Illusions. Parce que sans elles ma vie tout-entière s'effondre. Parfois j'ai envie d'en pleurer. Parfois j'ai l'impression que j'en fonds de l'intérieur. Et ces illusions me permettent de mettre une barrière entre ce que je suis et ce que je devrais être. Et d'oublier ce que je suis. Bien sûr, ça ne dure jamais qu'un

Instant. Mais c'est toujours un moment de plus de répit. Une permission que je m'accorde pour souffler. Pour être normale. Même si la norme commence à être une notion de plus en plus vague pour moi. Comme un but trop dur à atteindre, un mirage au bout de ma traversée du désert, une oasis

Irréelle. Comme beaucoup de choses dans ma vie en ce moment. Tout parait irréel. Instable. Comme si tout allait me laisser tomber, que je ne devais compter sur rien ni sur personne. Et puis de toute façon, à quoi ça sert de vivre ? On finira tous par mourir et on aura jamais servi à rien. Être utile me parait si souvent

Impossible... Ce mot, c'est comme un mantra dans ma tête. Il résonne, caractérise chacune de mes actions, me paralyse dès que je veux tenter quelque chose de nouveau, et nourrit mon serpent. C'est peut-être ça mon plus grand très de caractère, être impossible. Comme une équation jonchée de fautes. Non, en fait, ce serait plutôt d'être

Invisible. Parce-que personne ne me connaît vraiment. Je n'ai jamais laissé personne entrer dans ma vie comme j'en aurais besoin. Pas même Eliane. Non, je préfère les faux-semblants et les faux-sourires. Mais j'en ai tellement envie, moi, qu'on découvre qui je suis et qu'on me rassure. Au final, je me sens terriblement

Incomprise. J'ai l'impression d'être la seule de ce monde à pouvoir savoir comme la souffrance que je ressens est réelle. Parfois j'ai l'impression qu'on la diminue. Et peut-être que oui, je n'ai pas le droit de me plaindre ? D'autres souffrent bien plus que moi. Je suis peut-être terriblement

Irrespectueuse.

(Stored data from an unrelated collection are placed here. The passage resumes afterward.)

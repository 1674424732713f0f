//! The model synchronization and build pipeline.
//!
//! [`ModelSyncPipeline::sync`] converges the remote provider with one local
//! intent definition: change detection against the local store first, then
//! (only when the content actually changed) list/create/upload against the
//! provider.  [`ModelSyncPipeline::build`] drives a changed model through
//! train → build → poll → attach.
//!
//! Ordering invariant: the local store is written **after** a successful
//! upload.  A failed upload therefore leaves the store untouched and the
//! next delivery of the same definition retries the whole sync.

use std::sync::Arc;
use std::time::Duration;

use serde::{Deserialize, Serialize};
use voxbridge_provider::{AttachOutcome, BuildStatus, CredentialStore, ModelSummary,
                         ProviderClient, ProviderError};
use voxbridge_store::{ModelKey, ModelStore};

use crate::error::{PipelineError, Result};

// ---------------------------------------------------------------------------
// Public types
// ---------------------------------------------------------------------------

/// One intent definition change, as delivered by the watch stream.
#[derive(Debug, Clone, Serialize, Deserialize)]
pub struct IntentUpdate {
    /// Language tag (e.g. `en_US`).
    pub language: String,
    /// Intent name; also the provider context tag a build attaches to.
    pub intent: String,
    /// Component that owns the definition.
    pub component: String,
    /// Definition file name.
    pub file: String,
    /// Raw definition text in the provider's grammar format.
    pub content: String,
}

impl IntentUpdate {
    /// Storage key for this update.
    pub fn key(&self) -> ModelKey {
        ModelKey {
            language: self.language.clone(),
            intent: self.intent.clone(),
            component: self.component.clone(),
            file: self.file.clone(),
        }
    }
}

/// Whether a sync changed anything remotely.
#[derive(Debug, Clone, Copy, PartialEq, Eq)]
pub enum SyncOutcome {
    /// The definition was uploaded; a build should follow.
    Changed,
    /// The definition matched the last-synchronized copy; nothing was sent.
    Unchanged,
}

/// Tuning knobs for the build wait.
#[derive(Debug, Clone)]
pub struct PipelineConfig {
    /// Fixed delay between build status polls.
    pub poll_interval: Duration,

    /// Upper bound on the number of polls before giving up.  `None`
    /// reproduces the unbounded legacy behavior; production deployments
    /// should set a bound.
    pub max_polls: Option<u32>,

    /// Free-text note attached to every build.
    pub build_note: String,
}

impl Default for PipelineConfig {
    fn default() -> Self {
        Self {
            poll_interval: Duration::from_secs(2),
            max_polls: None,
            build_note: "Created by voxbridge".to_owned(),
        }
    }
}

// ---------------------------------------------------------------------------
// Pipeline
// ---------------------------------------------------------------------------

/// Orchestrates the local store and the provider client to keep remote
/// models in sync with local intent definitions.
pub struct ModelSyncPipeline {
    provider: Arc<dyn ProviderClient>,
    credentials: Arc<dyn CredentialStore>,
    store: ModelStore,
    config: PipelineConfig,
}

impl ModelSyncPipeline {
    /// Create a pipeline over the given collaborators.
    pub fn new(
        provider: Arc<dyn ProviderClient>,
        credentials: Arc<dyn CredentialStore>,
        store: ModelStore,
        config: PipelineConfig,
    ) -> Self {
        Self {
            provider,
            credentials,
            store,
            config,
        }
    }

    /// Synchronize one definition with the remote provider.
    ///
    /// Returns [`SyncOutcome::Unchanged`] without any remote call when the
    /// definition matches the last-synchronized copy byte-for-byte.
    pub async fn sync(&self, update: &IntentUpdate) -> Result<SyncOutcome> {
        let key = update.key();

        if self.store.is_current(&key, &update.content)? {
            tracing::info!(key = %key, "definition unchanged, skipping sync");
            return Ok(SyncOutcome::Unchanged);
        }

        let remote_name = key.remote_name();
        let models = self.list_models_with_refresh().await?;

        if !models.iter().any(|m| m.name == remote_name) {
            tracing::info!(model = %remote_name, language = %key.language, "creating remote model");
            self.provider
                .create_model(&remote_name, &key.language)
                .await?;
        }

        tracing::info!(key = %key, model = %remote_name, "uploading definition");
        self.provider
            .upload_model(&remote_name, &update.content)
            .await?;

        // Only a successful upload advances the local record.
        self.store.write(&key, &update.content)?;

        tracing::info!(key = %key, model = %remote_name, "definition synchronized");
        Ok(SyncOutcome::Changed)
    }

    /// Train, build, and attach the model for `(intent, language)`.
    ///
    /// Blocks (with a fixed sleep between polls) until the newest build
    /// settles.  Attach failures are logged and swallowed — a build that is
    /// already attached is not an error.
    pub async fn build(&self, intent: &str, language: &str) -> Result<()> {
        let model = format!("{intent}__{language}");

        tracing::info!(model = %model, "training model");
        self.provider.train_model(&model).await?;

        tracing::info!(model = %model, note = %self.config.build_note, "creating build");
        self.provider
            .create_build(&model, &self.config.build_note)
            .await?;

        let status = self.wait_for_newest_build(&model).await?;

        match status {
            BuildStatus::Completed => {
                tracing::info!(model = %model, "build completed");
                self.attach(&model, intent).await;
                Ok(())
            }
            BuildStatus::Failed => {
                tracing::error!(model = %model, "build failed");
                Err(PipelineError::BuildFailed { model })
            }
            other => {
                let status = String::from(other);
                tracing::warn!(model = %model, status = %status, "build settled in unexpected status");
                Err(PipelineError::UnexpectedBuildStatus { model, status })
            }
        }
    }

    // -- Private helpers ----------------------------------------------------

    /// List remote models, force-refreshing credentials once on an expired
    /// session.  A second expiry is [`PipelineError::Auth`].
    async fn list_models_with_refresh(&self) -> Result<Vec<ModelSummary>> {
        match self.provider.list_models().await {
            Ok(models) => Ok(models),
            Err(ProviderError::SessionExpired) => {
                tracing::warn!("provider session expired, refreshing credentials");
                self.credentials.refresh(true).await?;
                match self.provider.list_models().await {
                    Ok(models) => Ok(models),
                    Err(ProviderError::SessionExpired) => Err(PipelineError::Auth),
                    Err(e) => Err(e.into()),
                }
            }
            Err(e) => Err(e.into()),
        }
    }

    /// Poll the build list until the newest build (maximum `created_at`)
    /// leaves `PENDING`/`STARTED`, then return its status.
    async fn wait_for_newest_build(&self, model: &str) -> Result<BuildStatus> {
        let mut polls: u32 = 0;

        loop {
            let builds = self.provider.list_builds(model).await?;
            let newest = builds.iter().max_by_key(|b| b.created_at);

            match newest {
                Some(build) if !build.status.is_in_flight() => {
                    return Ok(build.status.clone());
                }
                Some(build) => {
                    tracing::debug!(
                        model = %model,
                        status = ?build.status,
                        polls,
                        "build still in flight"
                    );
                }
                // The provider may briefly list nothing right after a build
                // is created; treat that as in flight.
                None => {
                    tracing::debug!(model = %model, polls, "no builds listed yet");
                }
            }

            polls += 1;
            if let Some(max) = self.config.max_polls {
                if polls >= max {
                    return Err(PipelineError::BuildTimedOut {
                        model: model.to_owned(),
                        polls,
                    });
                }
            }

            tokio::time::sleep(self.config.poll_interval).await;
        }
    }

    /// Attach the newest build to its context tag.  Never fails: an already
    /// attached build and any provider error are logged and ignored.
    async fn attach(&self, model: &str, context_tag: &str) {
        match self.provider.attach_build(model, context_tag).await {
            Ok(AttachOutcome::Attached) => {
                tracing::info!(model = %model, context_tag = %context_tag, "build attached");
            }
            Ok(AttachOutcome::AlreadyAttached) => {
                tracing::debug!(model = %model, context_tag = %context_tag, "build already attached");
            }
            Err(e) => {
                tracing::warn!(model = %model, error = %e, "attach failed, ignoring");
            }
        }
    }
}

// ---------------------------------------------------------------------------
// Tests
// ---------------------------------------------------------------------------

J'ose rester immergée dans ma douleur alors que toute une vie de privilèges m'est offerte. Je pourrais relever la tête et j'ose laisser mon serpent me faire baisser les yeux. Mais même si je remontais mon gouffre à mains nues, mes souvenirs reviendraient me hanter, comme des fantômes du passé. Mais personne ne m'a appris, c'est vrai, comment fait-on pour oublier ?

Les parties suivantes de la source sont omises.